SUPPLIED RECORDS below:
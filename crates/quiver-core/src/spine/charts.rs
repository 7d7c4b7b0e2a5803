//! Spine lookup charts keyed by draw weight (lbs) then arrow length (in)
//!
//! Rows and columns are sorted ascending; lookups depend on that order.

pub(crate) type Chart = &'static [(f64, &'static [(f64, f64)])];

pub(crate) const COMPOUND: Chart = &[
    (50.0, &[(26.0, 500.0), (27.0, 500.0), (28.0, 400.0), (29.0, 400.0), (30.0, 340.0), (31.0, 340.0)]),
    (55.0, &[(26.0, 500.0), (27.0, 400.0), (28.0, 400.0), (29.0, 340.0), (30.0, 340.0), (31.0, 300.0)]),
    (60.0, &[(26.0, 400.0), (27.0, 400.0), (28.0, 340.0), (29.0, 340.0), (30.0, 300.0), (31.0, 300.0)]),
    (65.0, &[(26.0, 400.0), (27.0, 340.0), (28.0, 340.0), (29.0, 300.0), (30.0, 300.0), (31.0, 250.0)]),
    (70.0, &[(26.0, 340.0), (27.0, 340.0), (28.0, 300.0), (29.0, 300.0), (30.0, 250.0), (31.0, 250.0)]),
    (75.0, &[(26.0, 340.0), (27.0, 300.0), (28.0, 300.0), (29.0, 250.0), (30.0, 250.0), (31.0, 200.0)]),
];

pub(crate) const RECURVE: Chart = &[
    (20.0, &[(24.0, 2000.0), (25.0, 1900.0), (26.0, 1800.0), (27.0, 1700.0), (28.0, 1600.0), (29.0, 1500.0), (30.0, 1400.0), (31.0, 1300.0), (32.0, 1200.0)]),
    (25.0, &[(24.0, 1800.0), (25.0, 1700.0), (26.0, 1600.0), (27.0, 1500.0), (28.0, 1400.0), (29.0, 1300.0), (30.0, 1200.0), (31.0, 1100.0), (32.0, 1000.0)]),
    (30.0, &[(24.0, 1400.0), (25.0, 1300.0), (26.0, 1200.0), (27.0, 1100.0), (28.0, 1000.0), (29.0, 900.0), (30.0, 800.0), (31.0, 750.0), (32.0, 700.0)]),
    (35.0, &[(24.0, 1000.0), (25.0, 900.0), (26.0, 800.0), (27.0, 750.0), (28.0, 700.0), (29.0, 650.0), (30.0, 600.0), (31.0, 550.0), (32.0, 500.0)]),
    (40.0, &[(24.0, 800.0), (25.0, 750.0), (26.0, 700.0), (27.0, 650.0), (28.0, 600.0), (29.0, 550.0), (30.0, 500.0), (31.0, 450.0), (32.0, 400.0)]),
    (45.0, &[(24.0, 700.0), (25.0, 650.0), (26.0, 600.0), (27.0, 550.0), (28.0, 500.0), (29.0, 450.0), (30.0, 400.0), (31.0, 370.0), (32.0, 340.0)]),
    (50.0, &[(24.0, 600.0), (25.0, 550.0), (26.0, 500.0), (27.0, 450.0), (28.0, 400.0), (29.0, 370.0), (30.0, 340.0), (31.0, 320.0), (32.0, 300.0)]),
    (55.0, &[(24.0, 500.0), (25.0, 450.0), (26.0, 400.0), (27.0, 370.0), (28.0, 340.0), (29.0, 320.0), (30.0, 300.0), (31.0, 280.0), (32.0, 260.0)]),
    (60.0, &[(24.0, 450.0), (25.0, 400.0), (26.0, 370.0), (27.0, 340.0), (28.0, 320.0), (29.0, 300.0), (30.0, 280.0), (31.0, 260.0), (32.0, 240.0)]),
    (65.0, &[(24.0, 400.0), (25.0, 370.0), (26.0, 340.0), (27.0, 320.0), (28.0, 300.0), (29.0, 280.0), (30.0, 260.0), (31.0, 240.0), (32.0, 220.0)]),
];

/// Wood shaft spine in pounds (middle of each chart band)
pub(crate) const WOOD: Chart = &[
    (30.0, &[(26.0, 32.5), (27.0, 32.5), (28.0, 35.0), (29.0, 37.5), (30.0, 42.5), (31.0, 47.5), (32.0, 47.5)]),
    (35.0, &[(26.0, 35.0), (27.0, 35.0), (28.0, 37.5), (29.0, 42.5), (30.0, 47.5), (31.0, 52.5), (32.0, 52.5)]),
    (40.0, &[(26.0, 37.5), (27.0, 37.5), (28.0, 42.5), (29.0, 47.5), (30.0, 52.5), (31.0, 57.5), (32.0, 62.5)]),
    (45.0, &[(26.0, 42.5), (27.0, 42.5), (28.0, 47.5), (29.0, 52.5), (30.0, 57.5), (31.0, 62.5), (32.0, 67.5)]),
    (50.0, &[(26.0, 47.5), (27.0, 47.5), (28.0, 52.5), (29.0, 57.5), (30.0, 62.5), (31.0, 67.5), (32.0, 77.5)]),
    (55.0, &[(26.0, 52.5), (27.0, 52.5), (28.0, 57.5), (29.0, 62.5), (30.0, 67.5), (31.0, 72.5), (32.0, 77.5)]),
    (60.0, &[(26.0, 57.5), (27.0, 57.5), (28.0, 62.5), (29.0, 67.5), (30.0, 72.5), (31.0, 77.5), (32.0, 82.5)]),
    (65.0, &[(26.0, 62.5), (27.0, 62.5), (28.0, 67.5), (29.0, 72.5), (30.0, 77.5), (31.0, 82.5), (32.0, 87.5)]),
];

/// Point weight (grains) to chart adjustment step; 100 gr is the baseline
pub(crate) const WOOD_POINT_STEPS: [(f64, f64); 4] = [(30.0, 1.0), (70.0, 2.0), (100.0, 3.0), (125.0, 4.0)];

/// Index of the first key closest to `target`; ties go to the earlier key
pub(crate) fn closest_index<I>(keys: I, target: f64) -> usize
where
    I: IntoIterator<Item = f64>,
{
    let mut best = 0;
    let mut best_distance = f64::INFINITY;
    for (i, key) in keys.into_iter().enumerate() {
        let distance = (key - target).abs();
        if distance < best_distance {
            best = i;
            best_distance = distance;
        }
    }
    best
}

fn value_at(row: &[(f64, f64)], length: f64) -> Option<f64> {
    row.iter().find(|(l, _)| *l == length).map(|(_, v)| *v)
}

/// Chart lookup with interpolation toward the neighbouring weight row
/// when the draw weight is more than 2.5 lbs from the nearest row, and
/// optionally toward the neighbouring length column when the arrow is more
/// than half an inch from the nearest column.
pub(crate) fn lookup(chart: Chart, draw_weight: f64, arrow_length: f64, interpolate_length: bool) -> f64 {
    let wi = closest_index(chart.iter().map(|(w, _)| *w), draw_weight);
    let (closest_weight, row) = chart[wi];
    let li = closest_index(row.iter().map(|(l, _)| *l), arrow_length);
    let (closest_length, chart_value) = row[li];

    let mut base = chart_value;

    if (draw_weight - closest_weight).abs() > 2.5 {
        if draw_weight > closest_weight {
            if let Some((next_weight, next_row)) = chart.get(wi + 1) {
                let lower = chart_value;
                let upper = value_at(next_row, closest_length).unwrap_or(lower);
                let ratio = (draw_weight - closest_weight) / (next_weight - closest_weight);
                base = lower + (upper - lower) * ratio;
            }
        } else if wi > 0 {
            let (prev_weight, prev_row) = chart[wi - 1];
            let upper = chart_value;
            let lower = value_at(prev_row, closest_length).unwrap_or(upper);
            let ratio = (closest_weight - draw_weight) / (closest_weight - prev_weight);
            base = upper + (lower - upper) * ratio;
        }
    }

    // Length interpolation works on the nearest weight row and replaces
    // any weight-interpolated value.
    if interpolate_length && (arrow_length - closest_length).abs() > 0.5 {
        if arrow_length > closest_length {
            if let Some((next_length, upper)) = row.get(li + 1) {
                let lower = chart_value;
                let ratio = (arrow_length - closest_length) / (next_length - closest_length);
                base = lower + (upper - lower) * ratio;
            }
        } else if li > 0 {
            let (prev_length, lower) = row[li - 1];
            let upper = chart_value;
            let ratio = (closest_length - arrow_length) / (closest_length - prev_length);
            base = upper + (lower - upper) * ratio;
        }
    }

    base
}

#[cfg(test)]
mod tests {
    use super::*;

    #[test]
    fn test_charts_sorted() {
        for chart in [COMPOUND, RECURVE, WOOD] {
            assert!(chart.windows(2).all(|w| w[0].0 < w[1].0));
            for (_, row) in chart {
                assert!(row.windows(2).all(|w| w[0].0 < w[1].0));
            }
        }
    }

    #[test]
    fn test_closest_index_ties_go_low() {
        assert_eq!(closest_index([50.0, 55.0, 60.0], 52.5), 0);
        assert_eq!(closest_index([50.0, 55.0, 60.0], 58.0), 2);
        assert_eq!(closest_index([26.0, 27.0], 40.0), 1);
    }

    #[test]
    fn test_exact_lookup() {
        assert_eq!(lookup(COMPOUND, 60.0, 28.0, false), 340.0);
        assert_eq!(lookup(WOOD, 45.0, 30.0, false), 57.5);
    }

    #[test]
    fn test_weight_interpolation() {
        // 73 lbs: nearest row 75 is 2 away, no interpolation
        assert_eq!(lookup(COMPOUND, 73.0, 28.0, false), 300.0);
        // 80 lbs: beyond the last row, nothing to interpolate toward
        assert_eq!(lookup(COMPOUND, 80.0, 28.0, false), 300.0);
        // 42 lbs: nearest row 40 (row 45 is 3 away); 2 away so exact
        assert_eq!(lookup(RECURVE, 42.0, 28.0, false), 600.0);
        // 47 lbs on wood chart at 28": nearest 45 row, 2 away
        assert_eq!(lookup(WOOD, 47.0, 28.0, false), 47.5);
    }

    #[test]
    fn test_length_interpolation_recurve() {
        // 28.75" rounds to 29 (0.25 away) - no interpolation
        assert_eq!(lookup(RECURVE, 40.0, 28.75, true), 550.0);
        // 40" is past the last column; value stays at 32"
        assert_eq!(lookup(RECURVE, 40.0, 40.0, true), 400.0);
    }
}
End of SUPPLIED RECORDS.
## ACTIVITY
Write out every line in the data that holds the string "last".

## TASK RESPONSE
        // 80 lbs: beyond the last row, nothing to interpolate toward
        // 40" is past the last column; value stays at 32"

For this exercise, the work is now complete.